New X-ray technique reveals vascular damage in intact COVID-19 lung for the first time

News 2021-444 EN

An international research team led by DZL scientists Professor Dr. Danny Jonigk and Willi Wagner was able to demonstrate changes in blood vessels caused by infection with SARS-CoV-2. Using a highly innovative X-ray technique, they were able to show that massive remodeling of the finest blood vessels occurs in severe COVID-19.

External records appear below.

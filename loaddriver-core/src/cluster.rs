use std::sync::Arc;

use futures_util::future::join_all;
use loaddriver_types::{RunId, RunState, TaskNode};
use tokio_util::sync::CancellationToken;

use crate::client::{ErrorPolicy, OnErrorPolicy, WireClient};
use crate::config::DriverConfig;
use crate::coordinator::{PhaseCoordinator, RunConclusion};
use crate::params::{ParamSourceFactory, StaticParams};
use crate::sink::MetricsStore;
use crate::transport::local_transport;
use crate::worker::{Worker, WorkerReport};

/// The external collaborators of a run.
#[derive(Clone, Debug)]
pub struct Collaborators {
    /// Issues operations against the system under test.
    pub client: Arc<dyn WireClient>,
    /// Receives the samples.
    pub store: Arc<dyn MetricsStore>,
    /// Creates parameter sources for the clients.
    pub params: Arc<dyn ParamSourceFactory>,
    /// Classifies failed operations.
    pub policy: Arc<dyn ErrorPolicy>,
}

impl Collaborators {
    /// Creates collaborators with static parameters and the default error policy.
    pub fn new(client: Arc<dyn WireClient>, store: Arc<dyn MetricsStore>) -> Self {
        Self {
            client,
            store,
            params: Arc::new(StaticParams),
            policy: Arc::new(OnErrorPolicy),
        }
    }

    /// Sets the factory for parameter sources.
    pub fn with_params(mut self, params: Arc<dyn ParamSourceFactory>) -> Self {
        self.params = params;
        self
    }

    /// Sets the error policy.
    pub fn with_policy(mut self, policy: Arc<dyn ErrorPolicy>) -> Self {
        self.policy = policy;
        self
    }
}

/// Result of a complete run.
#[derive(Clone, Debug, PartialEq)]
pub struct RunReport {
    /// Identifier of the run, attached to all stored samples.
    pub run_id: RunId,
    /// What the coordinator concluded.
    pub conclusion: RunConclusion,
    /// Reports of all workers, ordered by worker id.
    pub workers: Vec<WorkerReport>,
}

impl RunReport {
    /// Returns `true` if the run covered its full measurement window.
    ///
    /// Results of runs that are not complete must not be presented as a full measurement.
    pub fn is_complete(&self) -> bool {
        self.conclusion.is_complete()
            && self
                .workers
                .iter()
                .all(|w| w.state == RunState::Complete && w.sink.is_some())
    }
}

/// Runs `root` on `config.workers` workers within this process.
///
/// Each worker runs its round-robin share of every task's clients and has its own sample sink.
/// Cancelling `cancel` aborts the run.
pub async fn run_local(
    root: &TaskNode,
    config: &DriverConfig,
    collaborators: Collaborators,
    cancel: CancellationToken,
) -> RunReport {
    let run_id = RunId::new();
    let workers = config.workers.max(1);
    let seed = config.seed.unwrap_or_else(rand::random);

    tracing::info!(%run_id, workers, seed, "starting run");

    let (coordinator, transports) = local_transport(workers);
    let coordinator = PhaseCoordinator::new(coordinator, workers, config.coordinator.clone())
        .with_cancellation(cancel);

    let mut worker_config = config.clone();
    worker_config.workers = workers;

    let worker_runs = transports.into_iter().map(|transport| {
        let worker = Worker::builder(
            transport.id(),
            collaborators.client.clone(),
            collaborators.store.clone(),
        )
        .run_id(run_id)
        .config(worker_config.clone())
        .seed(seed)
        .params(collaborators.params.clone())
        .policy(collaborators.policy.clone())
        .build();

        worker.run(root, transport)
    });

    let (conclusion, workers) = tokio::join!(coordinator.run(), join_all(worker_runs));

    tracing::info!(%run_id, state = %conclusion.state, "run finished");

    RunReport {
        run_id,
        conclusion,
        workers,
    }
}
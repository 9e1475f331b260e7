//! In-memory aggregation and printing of benchmark results.

use std::borrow::Cow;
use std::collections::BTreeMap;
use std::fmt;
use std::sync::{Arc, Mutex, PoisonError};
use std::time::{Duration, SystemTime};

use async_trait::async_trait;
use loaddriver_core::RunReport;
use loaddriver_core::error::StoreError;
use loaddriver_core::sink::MetricsStore;
use loaddriver_types::{AbortReason, Outcome, Phase, RunId, RunState, Sample, SampleBatch};
use sketches_ddsketch::DDSketch;
use yansi::Paint;

#[derive(Default)]
struct TaskMetrics {
    operation: Arc<str>,
    service_time: DDSketch,
    latency: DDSketch,
    errors: u64,
    timeouts: u64,
    weight: f64,
    unit: Cow<'static, str>,
    first_start: Option<SystemTime>,
    last_end: Option<SystemTime>,
}

impl TaskMetrics {
    fn record(&mut self, sample: &Sample) {
        self.operation = sample.operation.clone();
        self.service_time.add(sample.service_time.as_secs_f64());
        self.latency.add(sample.latency.as_secs_f64());

        match sample.outcome {
            Outcome::Success => {
                self.weight += sample.weight;
                self.unit = sample.unit.clone();
            }
            Outcome::Error => self.errors += 1,
            Outcome::Timeout => self.timeouts += 1,
        }

        let end = sample.start + sample.service_time;
        self.first_start = Some(match self.first_start {
            Some(first) => first.min(sample.start),
            None => sample.start,
        });
        self.last_end = Some(match self.last_end {
            Some(last) => last.max(end),
            None => end,
        });
    }

    fn window(&self) -> Option<Duration> {
        let window = self.last_end?.duration_since(self.first_start?).ok()?;
        (!window.is_zero()).then_some(window)
    }
}

/// A [`MetricsStore`] that aggregates samples per task and phase in memory.
#[derive(Default)]
pub struct Recorder {
    tasks: Mutex<BTreeMap<(Arc<str>, Phase), TaskMetrics>>,
}

impl Recorder {
    /// Creates an empty recorder.
    pub fn new() -> Self {
        Self::default()
    }

    /// Summarizes all recorded samples together with the outcome of the run.
    pub fn summarize(&self, report: &RunReport) -> Summary {
        let tasks = self.tasks.lock().unwrap_or_else(PoisonError::into_inner);
        let tasks = tasks
            .iter()
            .map(|((task, phase), metrics)| TaskSummary::new(task.clone(), *phase, metrics))
            .collect();

        let mut warnings = Vec::new();
        for worker in &report.workers {
            match worker.sink {
                Some(ref sink) => {
                    if let Some(warning) = sink.validity_warning() {
                        warnings.push(format!("{}: {warning}", worker.worker));
                    }
                }
                None => warnings.push(format!(
                    "{}: samples were not fully stored; results are incomplete",
                    worker.worker
                )),
            }
        }

        let measurement = match (
            report.conclusion.entered_at(RunState::Measurement),
            report.conclusion.entered_at(RunState::Complete),
        ) {
            (Some(start), Some(end)) => end.duration_since(start).ok(),
            _ => None,
        };

        Summary {
            run: report.run_id,
            complete: report.is_complete(),
            reason: report.conclusion.reason.clone(),
            measurement,
            tasks,
            warnings,
        }
    }
}

impl fmt::Debug for Recorder {
    fn fmt(&self, f: &mut fmt::Formatter<'_>) -> fmt::Result {
        let tasks = self.tasks.lock().unwrap_or_else(PoisonError::into_inner);
        f.debug_struct("Recorder")
            .field("tasks", &tasks.len())
            .finish()
    }
}

#[async_trait]
impl MetricsStore for Recorder {
    async fn store(&self, batch: SampleBatch) -> Result<(), StoreError> {
        let mut tasks = self.tasks.lock().unwrap_or_else(PoisonError::into_inner);
        for sample in &batch.samples {
            tasks
                .entry((sample.task.clone(), sample.phase))
                .or_default()
                .record(sample);
        }
        Ok(())
    }
}

/// Distribution of a duration.
#[derive(Clone, Copy, Debug, Default, PartialEq)]
pub struct Percentiles {
    pub mean: Duration,
    pub p50: Duration,
    pub p90: Duration,
    pub p99: Duration,
    pub max: Duration,
}

impl Percentiles {
    fn from_sketch(sketch: &DDSketch) -> Self {
        if sketch.count() == 0 {
            return Self::default();
        }

        let quantile = |q| seconds(sketch.quantile(q).ok().flatten());
        Self {
            mean: seconds(sketch.sum().map(|sum| sum / sketch.count() as f64)),
            p50: quantile(0.5),
            p90: quantile(0.9),
            p99: quantile(0.99),
            max: seconds(sketch.max()),
        }
    }

    fn print(&self, label: &str) {
        println!(
            "  {label:<13} avg: {:.2?}; p50: {:.2?}; p90: {:.2?}; p99: {:.2?}; max: {:.2?}",
            self.mean.bold(),
            self.p50,
            self.p90,
            self.p99,
            self.max
        );
    }
}

fn seconds(value: Option<f64>) -> Duration {
    value
        .and_then(|v| Duration::try_from_secs_f64(v).ok())
        .unwrap_or_default()
}

/// Results of one task in one phase.
#[derive(Clone, Debug, PartialEq)]
pub struct TaskSummary {
    pub task: Arc<str>,
    pub operation: Arc<str>,
    pub phase: Phase,
    /// Number of samples, including errors and timeouts.
    pub count: usize,
    pub errors: u64,
    pub timeouts: u64,
    /// Operations per second between the first issued and the last completed operation.
    pub throughput: Option<f64>,
    /// Weight of successful operations per second, in `unit`.
    pub weight_throughput: Option<f64>,
    pub unit: Cow<'static, str>,
    pub service_time: Percentiles,
    pub latency: Percentiles,
}

impl TaskSummary {
    fn new(task: Arc<str>, phase: Phase, metrics: &TaskMetrics) -> Self {
        let count = metrics.latency.count();
        let window = metrics.window();

        Self {
            task,
            operation: metrics.operation.clone(),
            phase,
            count,
            errors: metrics.errors,
            timeouts: metrics.timeouts,
            throughput: window.map(|w| count as f64 / w.as_secs_f64()),
            weight_throughput: window.map(|w| metrics.weight / w.as_secs_f64()),
            unit: metrics.unit.clone(),
            service_time: Percentiles::from_sketch(&metrics.service_time),
            latency: Percentiles::from_sketch(&metrics.latency),
        }
    }

    /// Share of samples that did not succeed.
    pub fn error_rate(&self) -> f64 {
        if self.count == 0 {
            return 0.0;
        }
        (self.errors + self.timeouts) as f64 / self.count as f64
    }

    fn print(&self) {
        print!(
            "{} {} ({}, {} ops",
            "## Task".bold(),
            self.task.bold().blue(),
            self.operation,
            self.count.bold()
        );
        if self.errors > 0 {
            print!(", {}", format!("{} ERRORS", self.errors).bold().red());
        }
        if self.timeouts > 0 {
            print!(", {}", format!("{} TIMEOUTS", self.timeouts).bold().red());
        }
        println!(")");

        if let Some(throughput) = self.throughput {
            print!("  {:.2} operations/s", throughput.bold());
            match self.weight_throughput {
                Some(weight) if !self.unit.is_empty() => {
                    println!(", {:.2} {}/s", weight.bold(), self.unit)
                }
                _ => println!(),
            }
        }

        self.service_time.print("service time:");
        self.latency.print("latency:");
    }
}

/// The outcome of a run as presented to the user.
#[derive(Clone, Debug, PartialEq)]
pub struct Summary {
    pub run: RunId,
    /// Whether the run covered its full measurement window.
    pub complete: bool,
    pub reason: Option<AbortReason>,
    /// Length of the measurement phase, if the run entered and left it.
    pub measurement: Option<Duration>,
    pub tasks: Vec<TaskSummary>,
    pub warnings: Vec<String>,
}

impl Summary {
    /// Returns the measurement results of `task`.
    pub fn task(&self, task: &str) -> Option<&TaskSummary> {
        self.tasks
            .iter()
            .find(|t| &*t.task == task && t.phase == Phase::Measurement)
    }

    /// Prints the summary to stdout.
    ///
    /// Warmup samples are only counted, never included in the statistics.
    pub fn print(&self, track: &str) {
        println!();
        println!(
            "{} {} (run {})",
            "# Track".bold(),
            track.bold().blue(),
            self.run
        );

        if !self.complete {
            let reason = match self.reason {
                Some(ref reason) => reason.to_string(),
                None => "unknown reason".to_owned(),
            };
            println!(
                "{}",
                format!("RUN ABORTED ({reason}): results do not cover the full measurement")
                    .bold()
                    .red()
            );
        }
        if let Some(measurement) = self.measurement {
            println!("  measurement phase: {:.2?}", measurement.bold());
        }

        for task in &self.tasks {
            println!();
            match task.phase {
                Phase::Measurement => task.print(),
                Phase::Warmup => println!(
                    "{} {} ({} warmup ops, excluded)",
                    "## Task".bold(),
                    task.task.bold().blue(),
                    task.count
                ),
            }
        }

        if !self.warnings.is_empty() {
            println!();
            for warning in &self.warnings {
                println!("{} {warning}", "WARNING:".bold().yellow());
            }
        }
        println!();
    }
}

#[cfg(test)]
mod tests {
    use loaddriver_core::coordinator::RunConclusion;
    use loaddriver_core::sink::SinkReport;
    use loaddriver_core::worker::WorkerReport;
    use loaddriver_types::WorkerId;

    use super::*;

    fn sample(
        task: &str,
        phase: Phase,
        iteration: u64,
        latency_ms: u64,
        outcome: Outcome,
    ) -> Sample {
        let start = SystemTime::UNIX_EPOCH
            + Duration::from_secs(1_000)
            + Duration::from_millis(iteration * 100);
        Sample {
            task: task.into(),
            operation: "query".into(),
            client: 0,
            iteration,
            start,
            ideal_start: start,
            service_time: Duration::from_millis(latency_ms),
            latency: Duration::from_millis(latency_ms),
            outcome,
            error: None,
            weight: 2.0,
            unit: "docs".into(),
            phase,
        }
    }

    fn report(state: RunState, sink: Option<SinkReport>) -> RunReport {
        let started = SystemTime::UNIX_EPOCH + Duration::from_secs(1_000);
        let reason = (state == RunState::Aborted).then_some(AbortReason::Cancelled);
        RunReport {
            run_id: RunId::new(),
            conclusion: RunConclusion {
                state,
                reason: reason.clone(),
                transitions: vec![
                    (RunState::Measurement, started),
                    (RunState::Complete, started + Duration::from_secs(1)),
                ],
            },
            workers: vec![WorkerReport {
                worker: WorkerId(0),
                state,
                reason,
                tasks: Vec::new(),
                sink,
            }],
        }
    }

    async fn record(recorder: &Recorder, samples: Vec<Sample>) {
        let batch = SampleBatch {
            run: RunId::new(),
            worker: WorkerId(0),
            samples,
        };
        recorder.store(batch).await.unwrap();
    }

    #[tokio::test]
    async fn aggregates_measurement_samples() {
        let recorder = Recorder::new();
        let mut samples: Vec<_> = (0..10)
            .map(|i| {
                let latency = (i + 1) * 10;
                sample("search", Phase::Measurement, i, latency, Outcome::Success)
            })
            .collect();
        samples[9].outcome = Outcome::Timeout;
        samples.push(sample("search", Phase::Warmup, 0, 500, Outcome::Success));
        record(&recorder, samples).await;

        let report = report(RunState::Complete, Some(SinkReport::default()));
        let summary = recorder.summarize(&report);
        assert!(summary.complete);
        assert!(summary.warnings.is_empty());
        assert_eq!(summary.measurement, Some(Duration::from_secs(1)));
        assert_eq!(summary.tasks.len(), 2);

        let search = summary.task("search").unwrap();
        assert_eq!(search.count, 10);
        assert_eq!(search.timeouts, 1);
        assert_eq!(search.error_rate(), 0.1);
        assert_eq!(search.unit, "docs");

        // Ten operations between 1000.0s and 1000.9s + 100ms.
        assert_eq!(search.throughput, Some(10.0));
        assert_eq!(search.weight_throughput, Some(18.0));

        // The warmup outlier does not leak into the measurement statistics.
        let p50 = search.latency.p50.as_secs_f64();
        assert!((0.049..0.052).contains(&p50), "p50 was {p50}");
        let max = search.latency.max.as_secs_f64();
        assert!((0.099..0.102).contains(&max), "max was {max}");
    }

    #[tokio::test]
    async fn separates_tasks() {
        let recorder = Recorder::new();
        record(
            &recorder,
            vec![
                sample("index", Phase::Measurement, 0, 10, Outcome::Success),
                sample("search", Phase::Measurement, 0, 10, Outcome::Error),
            ],
        )
        .await;

        let report = report(RunState::Complete, Some(SinkReport::default()));
        let summary = recorder.summarize(&report);
        assert_eq!(summary.task("index").unwrap().errors, 0);
        assert_eq!(summary.task("search").unwrap().errors, 1);
        // A single operation has no throughput window.
        assert_eq!(summary.task("index").unwrap().throughput, None);
    }

    #[tokio::test]
    async fn flags_incomplete_runs() {
        let recorder = Recorder::new();
        let summary = recorder.summarize(&report(RunState::Aborted, None));

        assert!(!summary.complete);
        assert_eq!(summary.reason, Some(AbortReason::Cancelled));
        assert_eq!(summary.warnings.len(), 1);
        assert!(summary.warnings[0].contains("not fully stored"));
    }

    #[tokio::test]
    async fn reports_sink_backpressure() {
        let recorder = Recorder::new();
        let sink = SinkReport {
            backpressure_events: 3,
            blocked: Duration::from_millis(40),
            ..Default::default()
        };
        let summary = recorder.summarize(&report(RunState::Complete, Some(sink)));

        assert_eq!(summary.warnings.len(), 1);
        assert!(summary.warnings[0].starts_with("worker-0: "));
    }
}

If the SARS-Cov-2 coronavirus enters the lungs, it causes massive tissue damage. A characteristic consequence of the infection is, among other things, the blockage of the pulmonary vessels due to a locally excessive blood clotting. Now, for the first time, an international research team led by DZL scientists Professor Dr. Danny Jonigk from the Institute of Pathology at Hannover Medical School (MHH) and Willi Wagner from Heidelberg University Hospital (TLRC) has been able to demonstrate non-destructively, using a highly innovative X-ray technique, that severe COVID-19 causes massive remodeling of the finest blood vessels by causing normally separate blood systems to join together with unusual frequency.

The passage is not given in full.